MATEUS VARGAS
BRASÍLIA, DF (FOLHAPRESS)
O Sistema Único de Saúde (SUS) pode ter tido perdas de até R$ 7,29 bilhões entre 2021 e 2023 devido a vacinas, remédios e outros materiais, segundo uma auditoria da Controladoria-Geral da União (CGU).
Esse valor inclui cerca de R$ 2,31 bilhões em produtos comprados pelo Ministério da Saúde que venceram enquanto ainda estavam estocados, além de R$ 4,98 bilhões classificados como “perda em potencial”, que são materiais entregues com menos de 90 dias de validade.
As vacinas contra a Covid-19 representam a maior parte dessas perdas, conforme revelou a Folha de S.Paulo. O governo do presidente Lula atribui essas perdas à gestão anterior, de Jair Bolsonaro, afirmando que os vencimentos ocorreram principalmente em aquisições feitas até 2022.
Durante a auditoria, o Ministério da Saúde explicou que as compras feitas no auge da pandemia ocorreram em circunstâncias imprevisíveis e contestou os critérios usados pela CGU para calcular a perda potencial.
Apesar disso, a CGU manteve seus cálculos, apontando evidências de que parte dos produtos entregues com pouca validade de fato foi perdida em algum momento do processo logístico.
A CGU reforça que os valores apresentados são riscos potenciais de perdas, e não perdas confirmadas.
Em resposta, o Ministério da Saúde declarou que implementou uma gestão muito diferente da gestão anterior, destacando ações como a criação de uma Sala de Situação, monitoramento constante, compras com entregas flexíveis e o uso de modelos preditivos para melhor administrar os estoques do SUS.
A auditoria também constatou que atrasos no transporte fizeram insumos chegarem com a validade já vencida. Um exemplo foi a entrega do anestésico propofol para um hospital próximo ao depósito central do ministério, feita 73 dias após o pedido, quando o medicamento já havia vencido há 18 dias.
A CGU recomendou que o ministério defina um limite aceitável para perdas de estoque e atualize o sistema de gestão dos produtos, o Sismat.
Em resposta, o Ministério informou que vai substituir o sistema atual e introduzir ferramentas de inteligência artificial.
Das perdas efetivas encontradas, aproximadamente R$ 2 bilhões eram vacinas contra a Covid-19 e cerca de R$ 213 milhões correspondem a vacinas de outras doenças e medicamentos como insulina.
A auditoria ressalta que oito das dez vacinas mais descartadas fazem parte do Programa Nacional de Imunizações (PNI).
A CGU reconhece que a baixa cobertura vacinal pode contribuir para essas perdas, enquanto o Ministério da Saúde afirma que houve um aumento significativo da vacinação desde 2023.

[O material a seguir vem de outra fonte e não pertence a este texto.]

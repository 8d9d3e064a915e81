mod flow;
mod rect;

use std::collections::HashMap;

pub use flow::layout;
pub use rect::Rect;

/// Per-element geometry computed by a layout pass.
///
/// For scroll containers the child rects are in content space, anchored at
/// the container's inner origin as if the scroll offset were zero; the
/// container's inner rect and total content size are recorded alongside so
/// scroll offsets can be clamped and targets centered.
#[derive(Debug, Clone, Default)]
pub struct LayoutResult {
    rects: HashMap<String, Rect>,
    viewports: HashMap<String, Rect>,
    content_sizes: HashMap<String, (u16, u16)>,
}

impl LayoutResult {
    pub fn new() -> Self {
        Self::default()
    }

    pub fn get(&self, id: &str) -> Option<&Rect> {
        self.rects.get(id)
    }

    /// The inner (viewport) rect of a scroll container.
    pub fn viewport(&self, id: &str) -> Option<Rect> {
        self.viewports.get(id).copied()
    }

    /// The inner (viewport) size of a scroll container.
    pub fn viewport_size(&self, id: &str) -> Option<(u16, u16)> {
        self.viewports.get(id).map(|r| (r.width, r.height))
    }

    /// The total size of a scroll container's laid-out content.
    pub fn content_size(&self, id: &str) -> Option<(u16, u16)> {
        self.content_sizes.get(id).copied()
    }

    pub(crate) fn insert(&mut self, id: String, rect: Rect) {
        self.rects.insert(id, rect);
    }

    pub(crate) fn set_scroll_metrics(&mut self, id: &str, viewport: Rect, content: (u16, u16)) {
        self.viewports.insert(id.to_string(), viewport);
        self.content_sizes.insert(id.to_string(), content);
    }
}
use crossterm::event::{Event as CrosstermEvent, KeyEventKind, MouseEventKind};

use crate::element::Element;
use crate::hit::{hit_test, hit_test_scrollable};
use crate::layout::LayoutResult;

/// High-level events with element targeting
#[derive(Debug, Clone, PartialEq, Eq)]
pub enum Event {
    /// Key press event
    Key { key: Key, modifiers: Modifiers },
    /// Mouse click event
    Click {
        target: Option<String>,
        x: u16,
        y: u16,
        button: MouseButton,
    },
    /// Mouse scroll event
    Scroll {
        target: Option<String>,
        x: u16,
        y: u16,
        delta_x: i16,
        delta_y: i16,
    },
    /// Terminal resized
    Resize { width: u16, height: u16 },
}

/// Simplified key representation
#[derive(Debug, Clone, Copy, PartialEq, Eq, Hash)]
pub enum Key {
    Char(char),
    Enter,
    Backspace,
    Delete,
    Tab,
    BackTab,
    Escape,
    Up,
    Down,
    Left,
    Right,
    Home,
    End,
    PageUp,
    PageDown,
    Insert,
    F(u8),
}

/// Key modifiers
#[derive(Debug, Clone, Copy, PartialEq, Eq, Default)]
pub struct Modifiers {
    pub shift: bool,
    pub ctrl: bool,
    pub alt: bool,
}

impl Modifiers {
    pub fn new() -> Self {
        Self::default()
    }

    pub fn none(&self) -> bool {
        !self.shift && !self.ctrl && !self.alt
    }
}

/// Mouse button
#[derive(Debug, Clone, Copy, PartialEq, Eq, Hash)]
pub enum MouseButton {
    Left,
    Right,
    Middle,
}

/// Convert raw crossterm events into high-level targeted events.
pub fn convert_events(
    raw: &[CrosstermEvent],
    root: &Element,
    layout: &LayoutResult,
) -> Vec<Event> {
    let mut events = Vec::new();

    for raw_event in raw {
        match raw_event {
            CrosstermEvent::Key(key_event) => {
                // Only process key press events (not release/repeat on some terminals)
                if key_event.kind != KeyEventKind::Press {
                    continue;
                }

                events.push(Event::Key {
                    key: key_event.code.into(),
                    modifiers: key_event.modifiers.into(),
                });
            }

            CrosstermEvent::Mouse(mouse_event) => {
                let x = mouse_event.column;
                let y = mouse_event.row;

                match mouse_event.kind {
                    MouseEventKind::Down(button) => {
                        let target = hit_test(layout, root, x, y);
                        events.push(Event::Click {
                            target,
                            x,
                            y,
                            button: button.into(),
                        });
                    }

                    MouseEventKind::ScrollUp => {
                        events.push(scroll_event(layout, root, x, y, 0, -1));
                    }
                    MouseEventKind::ScrollDown => {
                        events.push(scroll_event(layout, root, x, y, 0, 1));
                    }
                    MouseEventKind::ScrollLeft => {
                        events.push(scroll_event(layout, root, x, y, -1, 0));
                    }
                    MouseEventKind::ScrollRight => {
                        events.push(scroll_event(layout, root, x, y, 1, 0));
                    }

                    _ => {}
                }
            }

            CrosstermEvent::Resize(width, height) => {
                events.push(Event::Resize {
                    width: *width,
                    height: *height,
                });
            }

            _ => {}
        }
    }

    events
}

fn scroll_event(
    layout: &LayoutResult,
    root: &Element,
    x: u16,
    y: u16,
    delta_x: i16,
    delta_y: i16,
) -> Event {
    Event::Scroll {
        target: hit_test_scrollable(layout, root, x, y),
        x,
        y,
        delta_x,
        delta_y,
    }
}

// Conversion from crossterm types
impl From<crossterm::event::KeyCode> for Key {
    fn from(code: crossterm::event::KeyCode) -> Self {
        use crossterm::event::KeyCode;
        match code {
            KeyCode::Char(c) => Key::Char(c),
            KeyCode::Enter => Key::Enter,
            KeyCode::Backspace => Key::Backspace,
            KeyCode::Delete => Key::Delete,
            KeyCode::Tab => Key::Tab,
            KeyCode::BackTab => Key::BackTab,
            KeyCode::Esc => Key::Escape,
            KeyCode::Up => Key::Up,
            KeyCode::Down => Key::Down,
            KeyCode::Left => Key::Left,
            KeyCode::Right => Key::Right,
            KeyCode::Home => Key::Home,
            KeyCode::End => Key::End,
            KeyCode::PageUp => Key::PageUp,
            KeyCode::PageDown => Key::PageDown,
            KeyCode::Insert => Key::Insert,
            KeyCode::F(n) => Key::F(n),
            _ => Key::Char('\0'), // Placeholder for unsupported keys
        }
    }
}

impl From<crossterm::event::KeyModifiers> for Modifiers {
    fn from(mods: crossterm::event::KeyModifiers) -> Self {
        use crossterm::event::KeyModifiers;
        Self {
            shift: mods.contains(KeyModifiers::SHIFT),
            ctrl: mods.contains(KeyModifiers::CONTROL),
            alt: mods.contains(KeyModifiers::ALT),
        }
    }
}

impl From<crossterm::event::MouseButton> for MouseButton {
    fn from(btn: crossterm::event::MouseButton) -> Self {
        use crossterm::event::MouseButton as CtBtn;
        match btn {
            CtBtn::Left => MouseButton::Left,
            CtBtn::Right => MouseButton::Right,
            CtBtn::Middle => MouseButton::Middle,
        }
    }
}
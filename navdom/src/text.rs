use unicode_width::UnicodeWidthChar;
use unicode_width::UnicodeWidthStr;

pub fn display_width(s: &str) -> usize {
    s.width()
}

pub fn char_width(c: char) -> usize {
    c.width().unwrap_or(0)
}

pub fn truncate_to_width(s: &str, max_width: usize) -> String {
    let current_width = display_width(s);
    if current_width <= max_width {
        return s.to_string();
    }

    if max_width == 0 {
        return String::new();
    }

    let ellipsis = "…";
    let ellipsis_width = 1;
    let target_width = max_width.saturating_sub(ellipsis_width);

    let mut result = String::new();
    let mut width = 0;

    for ch in s.chars() {
        let ch_width = char_width(ch);
        if width + ch_width > target_width {
            break;
        }
        result.push(ch);
        width += ch_width;
    }

    result.push_str(ellipsis);
    result
}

O relatório também destaca compras quase totalmente descartadas, como cerca de 3 milhões de unidades do fármaco acetato de desmopressina, usado para diabetes insipidus central.
Além disso, cerca de R$ 24 milhões em medicamentos adquiridos por decisões judiciais, destinados a doenças raras ou de alto custo, também foram perdidos. O ministério explicou que cerca de 80% desse valor corresponde a insumos devolvidos por pacientes ou secretarias estaduais e municipais.
Nas perdas potenciais, foram consideradas aproximadamente R$ 4,4 bilhões em produtos com menos de 90 dias de validade ao deixar o estoque e cerca de R$ 530 milhões em insumos vencidos ou não entregues a instituições de pesquisa, o que poderia desviar do uso planejado desses produtos.
O ministério explicou que o envio de lotes para pesquisa não deve ser considerado desperdício, mas a CGU alertou que essas situações podem prejudicar o cálculo correto do consumo e, consequentemente, o planejamento das futuras compras.
Esses dados não incluem casos mais recentes, como a perda de ao menos 80% de um lote de 10 milhões de doses da Coronavac adquiridas no final de 2023, quando a vacina estava em desuso no SUS. O desperdício apenas com essa vacina ultrapassou R$ 260 milhões.
Os dados completos do estoque do ministério ficaram sigilosos desde 2018 por decisão do governo Michel Temer e foram mantidos sob o governo Bolsonaro. Em 2023, quando as informações voltaram a ser divulgadas, a Folha de S.Paulo revelou que cerca de 40 milhões de doses da Covid-19 já tinham sido perdidas em estoque.